WHAT IS NEEDED
Once the line containing "let mut quality = 1.0" has been written out, stop; until then, restate each line of the entries below word for word from the first.

EXTRACTED RECORDS
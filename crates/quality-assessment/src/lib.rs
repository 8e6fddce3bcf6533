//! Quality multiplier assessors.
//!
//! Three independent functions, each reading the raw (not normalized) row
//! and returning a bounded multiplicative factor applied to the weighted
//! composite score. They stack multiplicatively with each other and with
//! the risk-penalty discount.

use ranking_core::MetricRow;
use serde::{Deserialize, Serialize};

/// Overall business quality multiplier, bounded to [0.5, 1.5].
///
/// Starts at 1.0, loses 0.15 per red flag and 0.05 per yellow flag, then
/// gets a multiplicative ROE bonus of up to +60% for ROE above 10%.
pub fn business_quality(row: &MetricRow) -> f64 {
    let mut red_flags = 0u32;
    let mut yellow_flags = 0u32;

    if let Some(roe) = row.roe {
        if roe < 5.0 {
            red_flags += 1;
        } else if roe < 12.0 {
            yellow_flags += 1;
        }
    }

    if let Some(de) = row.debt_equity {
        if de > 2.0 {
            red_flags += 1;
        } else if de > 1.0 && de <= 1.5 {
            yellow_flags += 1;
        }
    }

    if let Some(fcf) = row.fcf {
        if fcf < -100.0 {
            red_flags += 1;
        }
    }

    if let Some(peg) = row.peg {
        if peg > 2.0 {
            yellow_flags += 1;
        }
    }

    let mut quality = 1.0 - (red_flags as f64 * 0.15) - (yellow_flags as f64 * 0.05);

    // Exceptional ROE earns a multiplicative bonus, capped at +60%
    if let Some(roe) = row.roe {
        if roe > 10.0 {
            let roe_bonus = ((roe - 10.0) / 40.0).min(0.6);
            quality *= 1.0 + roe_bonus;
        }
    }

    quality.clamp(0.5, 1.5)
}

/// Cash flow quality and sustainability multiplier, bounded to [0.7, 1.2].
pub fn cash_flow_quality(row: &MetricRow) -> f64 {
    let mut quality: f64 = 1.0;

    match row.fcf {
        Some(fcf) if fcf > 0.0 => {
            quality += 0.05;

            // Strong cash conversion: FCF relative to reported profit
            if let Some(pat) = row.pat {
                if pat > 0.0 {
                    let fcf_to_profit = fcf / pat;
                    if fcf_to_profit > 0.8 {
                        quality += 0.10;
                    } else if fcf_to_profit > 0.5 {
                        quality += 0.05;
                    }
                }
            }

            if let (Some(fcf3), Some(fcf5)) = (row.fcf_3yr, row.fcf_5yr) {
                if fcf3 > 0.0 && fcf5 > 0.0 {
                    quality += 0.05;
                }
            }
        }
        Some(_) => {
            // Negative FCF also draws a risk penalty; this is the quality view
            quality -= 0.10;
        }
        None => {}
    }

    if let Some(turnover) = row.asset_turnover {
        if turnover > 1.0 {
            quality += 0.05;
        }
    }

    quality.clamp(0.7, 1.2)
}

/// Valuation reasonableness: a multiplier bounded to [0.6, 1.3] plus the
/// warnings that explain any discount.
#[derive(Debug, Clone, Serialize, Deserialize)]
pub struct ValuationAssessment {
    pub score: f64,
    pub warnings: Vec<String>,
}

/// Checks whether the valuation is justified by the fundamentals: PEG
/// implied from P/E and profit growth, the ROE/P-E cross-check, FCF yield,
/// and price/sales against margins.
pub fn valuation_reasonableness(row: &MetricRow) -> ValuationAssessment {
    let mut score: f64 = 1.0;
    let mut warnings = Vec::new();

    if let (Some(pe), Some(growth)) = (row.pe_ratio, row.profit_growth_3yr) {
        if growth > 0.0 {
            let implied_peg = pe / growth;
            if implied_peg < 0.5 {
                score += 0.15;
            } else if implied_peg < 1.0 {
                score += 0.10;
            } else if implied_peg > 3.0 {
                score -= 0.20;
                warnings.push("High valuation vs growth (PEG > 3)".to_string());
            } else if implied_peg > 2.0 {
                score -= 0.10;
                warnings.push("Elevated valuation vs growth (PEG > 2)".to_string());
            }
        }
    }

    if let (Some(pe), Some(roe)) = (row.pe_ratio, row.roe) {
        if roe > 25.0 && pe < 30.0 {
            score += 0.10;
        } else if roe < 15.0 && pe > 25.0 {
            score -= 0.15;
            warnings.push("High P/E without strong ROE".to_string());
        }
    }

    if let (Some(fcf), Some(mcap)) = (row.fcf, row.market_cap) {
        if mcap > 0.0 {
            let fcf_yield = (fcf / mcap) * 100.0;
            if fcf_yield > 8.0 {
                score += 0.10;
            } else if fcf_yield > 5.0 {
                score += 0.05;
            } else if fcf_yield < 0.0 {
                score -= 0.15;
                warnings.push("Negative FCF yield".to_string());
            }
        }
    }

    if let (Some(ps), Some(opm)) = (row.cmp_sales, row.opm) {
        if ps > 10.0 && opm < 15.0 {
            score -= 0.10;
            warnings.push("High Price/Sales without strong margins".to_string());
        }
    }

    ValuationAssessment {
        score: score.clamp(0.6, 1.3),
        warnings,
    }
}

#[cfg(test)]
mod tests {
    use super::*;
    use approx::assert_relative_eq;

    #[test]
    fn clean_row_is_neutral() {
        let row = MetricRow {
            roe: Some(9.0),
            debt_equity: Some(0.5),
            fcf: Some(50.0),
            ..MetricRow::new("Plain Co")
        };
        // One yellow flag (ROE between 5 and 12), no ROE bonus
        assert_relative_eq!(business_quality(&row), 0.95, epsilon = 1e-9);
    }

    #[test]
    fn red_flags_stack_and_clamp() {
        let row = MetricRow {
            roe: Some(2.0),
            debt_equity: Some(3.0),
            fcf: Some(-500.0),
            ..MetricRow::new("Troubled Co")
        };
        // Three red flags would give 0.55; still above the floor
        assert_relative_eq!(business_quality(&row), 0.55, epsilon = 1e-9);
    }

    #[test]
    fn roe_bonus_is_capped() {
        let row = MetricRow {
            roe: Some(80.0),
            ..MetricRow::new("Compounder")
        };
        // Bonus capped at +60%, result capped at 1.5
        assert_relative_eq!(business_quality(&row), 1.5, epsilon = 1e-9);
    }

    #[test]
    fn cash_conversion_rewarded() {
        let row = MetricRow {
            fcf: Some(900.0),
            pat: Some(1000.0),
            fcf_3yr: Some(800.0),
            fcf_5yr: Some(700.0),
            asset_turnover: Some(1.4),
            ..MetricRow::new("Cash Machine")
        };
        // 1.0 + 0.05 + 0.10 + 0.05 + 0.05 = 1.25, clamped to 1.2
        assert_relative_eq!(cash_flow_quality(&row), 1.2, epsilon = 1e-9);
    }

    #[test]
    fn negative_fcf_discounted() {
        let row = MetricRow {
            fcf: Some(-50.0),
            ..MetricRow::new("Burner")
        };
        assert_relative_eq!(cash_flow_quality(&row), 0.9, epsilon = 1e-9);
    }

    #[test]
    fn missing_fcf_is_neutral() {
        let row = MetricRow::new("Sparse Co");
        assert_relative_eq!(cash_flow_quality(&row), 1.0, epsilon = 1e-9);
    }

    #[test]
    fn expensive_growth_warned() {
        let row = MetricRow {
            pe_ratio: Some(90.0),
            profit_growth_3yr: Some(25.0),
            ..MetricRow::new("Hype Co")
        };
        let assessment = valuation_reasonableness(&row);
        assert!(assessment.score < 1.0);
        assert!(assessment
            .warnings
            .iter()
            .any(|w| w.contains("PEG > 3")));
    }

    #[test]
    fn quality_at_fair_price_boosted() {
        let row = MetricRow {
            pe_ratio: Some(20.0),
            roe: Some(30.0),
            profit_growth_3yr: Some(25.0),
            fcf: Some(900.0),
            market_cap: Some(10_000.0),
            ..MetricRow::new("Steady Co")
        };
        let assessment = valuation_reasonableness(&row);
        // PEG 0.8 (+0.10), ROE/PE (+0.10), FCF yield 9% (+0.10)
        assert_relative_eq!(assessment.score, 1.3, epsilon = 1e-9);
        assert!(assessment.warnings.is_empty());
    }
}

RESPONSE AREA
filename crates/quality-assessment/src/lib.rs
repository 8e6fddce3bcf6533
//! Quality multiplier assessors.
//!
//! Three independent functions, each reading the raw (not normalized) row
//! and returning a bounded multiplicative factor applied to the weighted
//! composite score. They stack multiplicatively with each other and with
//! the risk-penalty discount.

use ranking_core::MetricRow;
use serde::{Deserialize, Serialize};

/// Overall business quality multiplier, bounded to [0.5, 1.5].
///
/// Starts at 1.0, loses 0.15 per red flag and 0.05 per yellow flag, then
/// gets a multiplicative ROE bonus of up to +60% for ROE above 10%.
pub fn business_quality(row: &MetricRow) -> f64 {
    let mut red_flags = 0u32;
    let mut yellow_flags = 0u32;

    if let Some(roe) = row.roe {
        if roe < 5.0 {
            red_flags += 1;
        } else if roe < 12.0 {
            yellow_flags += 1;
        }
    }

    if let Some(de) = row.debt_equity {
        if de > 2.0 {
            red_flags += 1;
        } else if de > 1.0 && de <= 1.5 {
            yellow_flags += 1;
        }
    }

    if let Some(fcf) = row.fcf {
        if fcf < -100.0 {
            red_flags += 1;
        }
    }

    if let Some(peg) = row.peg {
        if peg > 2.0 {
            yellow_flags += 1;
        }
    }

    let mut quality = 1.0 - (red_flags as f64 * 0.15) - (yellow_flags as f64 * 0.05);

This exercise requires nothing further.